## TASK BRIEF
Return every entry exactly. Leave nothing out.

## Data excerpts
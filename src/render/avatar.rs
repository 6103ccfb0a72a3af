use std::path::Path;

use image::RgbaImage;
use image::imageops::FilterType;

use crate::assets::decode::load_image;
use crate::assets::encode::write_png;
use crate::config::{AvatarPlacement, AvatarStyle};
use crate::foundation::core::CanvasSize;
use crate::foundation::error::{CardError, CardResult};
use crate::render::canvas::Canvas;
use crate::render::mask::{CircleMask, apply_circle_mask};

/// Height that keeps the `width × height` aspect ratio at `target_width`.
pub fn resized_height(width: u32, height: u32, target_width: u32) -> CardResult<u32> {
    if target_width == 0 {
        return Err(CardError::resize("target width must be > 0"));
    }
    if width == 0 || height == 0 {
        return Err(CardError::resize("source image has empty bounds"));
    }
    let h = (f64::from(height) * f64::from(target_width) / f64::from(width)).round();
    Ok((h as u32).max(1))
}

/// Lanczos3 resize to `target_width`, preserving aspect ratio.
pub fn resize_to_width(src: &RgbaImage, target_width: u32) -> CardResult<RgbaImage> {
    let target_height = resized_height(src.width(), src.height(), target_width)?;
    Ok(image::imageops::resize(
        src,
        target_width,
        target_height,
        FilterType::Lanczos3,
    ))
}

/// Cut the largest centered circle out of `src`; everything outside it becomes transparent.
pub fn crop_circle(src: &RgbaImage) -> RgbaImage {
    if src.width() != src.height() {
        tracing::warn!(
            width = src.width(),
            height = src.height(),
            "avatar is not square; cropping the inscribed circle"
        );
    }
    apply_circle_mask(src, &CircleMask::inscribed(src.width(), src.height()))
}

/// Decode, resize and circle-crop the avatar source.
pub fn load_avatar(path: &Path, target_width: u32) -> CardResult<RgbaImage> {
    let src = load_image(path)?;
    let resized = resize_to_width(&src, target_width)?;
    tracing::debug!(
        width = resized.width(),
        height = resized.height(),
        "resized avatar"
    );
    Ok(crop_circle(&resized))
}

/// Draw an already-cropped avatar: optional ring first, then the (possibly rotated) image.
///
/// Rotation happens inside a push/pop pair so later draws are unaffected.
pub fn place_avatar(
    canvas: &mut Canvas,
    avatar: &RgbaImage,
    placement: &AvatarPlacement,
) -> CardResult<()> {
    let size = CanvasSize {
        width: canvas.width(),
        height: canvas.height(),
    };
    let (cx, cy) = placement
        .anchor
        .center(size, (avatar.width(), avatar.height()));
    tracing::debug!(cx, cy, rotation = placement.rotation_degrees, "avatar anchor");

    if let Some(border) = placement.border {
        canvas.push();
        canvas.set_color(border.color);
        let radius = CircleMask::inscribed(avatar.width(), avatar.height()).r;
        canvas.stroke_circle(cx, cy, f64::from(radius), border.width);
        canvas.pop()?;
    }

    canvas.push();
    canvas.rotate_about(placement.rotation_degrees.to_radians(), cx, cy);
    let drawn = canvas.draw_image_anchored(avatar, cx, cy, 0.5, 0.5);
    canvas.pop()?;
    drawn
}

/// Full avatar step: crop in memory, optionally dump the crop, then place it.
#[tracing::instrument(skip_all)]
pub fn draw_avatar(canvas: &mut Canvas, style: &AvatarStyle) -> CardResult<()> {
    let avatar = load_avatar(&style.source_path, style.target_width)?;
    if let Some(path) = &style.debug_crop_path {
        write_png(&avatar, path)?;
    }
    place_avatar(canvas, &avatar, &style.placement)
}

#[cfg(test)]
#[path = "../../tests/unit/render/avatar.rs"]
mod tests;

## ANSWER SECTION
filename src/render/avatar.rs
repository 6103ccfb0a72a3af
use std::path::Path;

use image::RgbaImage;
use image::imageops::FilterType;

use crate::assets::decode::load_image;
use crate::assets::encode::write_png;
use crate::config::{AvatarPlacement, AvatarStyle};
use crate::foundation::core::CanvasSize;
use crate::foundation::error::{CardError, CardResult};
use crate::render::canvas::Canvas;
use crate::render::mask::{CircleMask, apply_circle_mask};

/// Height that keeps the `width × height` aspect ratio at `target_width`.
pub fn resized_height(width: u32, height: u32, target_width: u32) -> CardResult<u32> {
    if target_width == 0 {
        return Err(CardError::resize("target width must be > 0"));
    }
    if width == 0 || height == 0 {
        return Err(CardError::resize("source image has empty bounds"));
    }
    let h = (f64::from(height) * f64::from(target_width) / f64::from(width)).round();
    Ok((h as u32).max(1))
}

/// Lanczos3 resize to `target_width`, preserving aspect ratio.
pub fn resize_to_width(src: &RgbaImage, target_width: u32) -> CardResult<RgbaImage> {
    let target_height = resized_height(src.width(), src.height(), target_width)?;
    Ok(image::imageops::resize(
        src,
        target_width,
        target_height,
        FilterType::Lanczos3,
    ))
}

/// Cut the largest centered circle out of `src`; everything outside it becomes transparent.
pub fn crop_circle(src: &RgbaImage) -> RgbaImage {
    if src.width() != src.height() {
        tracing::warn!(
            width = src.width(),
            height = src.height(),
            "avatar is not square; cropping the inscribed circle"
        );
    }
    apply_circle_mask(src, &CircleMask::inscribed(src.width(), src.height()))
}

/// Decode, resize and circle-crop the avatar source.
pub fn load_avatar(path: &Path, target_width: u32) -> CardResult<RgbaImage> {
    let src = load_image(path)?;
    let resized = resize_to_width(&src, target_width)?;
    tracing::debug!(
        width = resized.width(),
        height = resized.height(),
        "resized avatar"
    );
    Ok(crop_circle(&resized))
}

/// Draw an already-cropped avatar: optional ring first, then the (possibly rotated) image.
///
/// Rotation happens inside a push/pop pair so later draws are unaffected.
pub fn place_avatar(
    canvas: &mut Canvas,
    avatar: &RgbaImage,
    placement: &AvatarPlacement,
) -> CardResult<()> {
    let size = CanvasSize {
        width: canvas.width(),
        height: canvas.height(),
    };
    let (cx, cy) = placement
        .anchor
        .center(size, (avatar.width(), avatar.height()));
    tracing::debug!(cx, cy, rotation = placement.rotation_degrees, "avatar anchor");

    if let Some(border) = placement.border {
        canvas.push();
        canvas.set_color(border.color);
        let radius = CircleMask::inscribed(avatar.width(), avatar.height()).r;
        canvas.stroke_circle(cx, cy, f64::from(radius), border.width);
        canvas.pop()?;
    }

    canvas.push();
    canvas.rotate_about(placement.rotation_degrees.to_radians(), cx, cy);
    let drawn = canvas.draw_image_anchored(avatar, cx, cy, 0.5, 0.5);
    canvas.pop()?;
    drawn
}

/// Full avatar step: crop in memory, optionally dump the crop, then place it.
#[tracing::instrument(skip_all)]
pub fn draw_avatar(canvas: &mut Canvas, style: &AvatarStyle) -> CardResult<()> {
    let avatar = load_avatar(&style.source_path, style.target_width)?;
    if let Some(path) = &style.debug_crop_path {
        write_png(&avatar, path)?;
    }
    place_avatar(canvas, &avatar, &style.placement)
}

#[cfg(test)]
#[path = "../../tests/unit/render/avatar.rs"]
mod tests;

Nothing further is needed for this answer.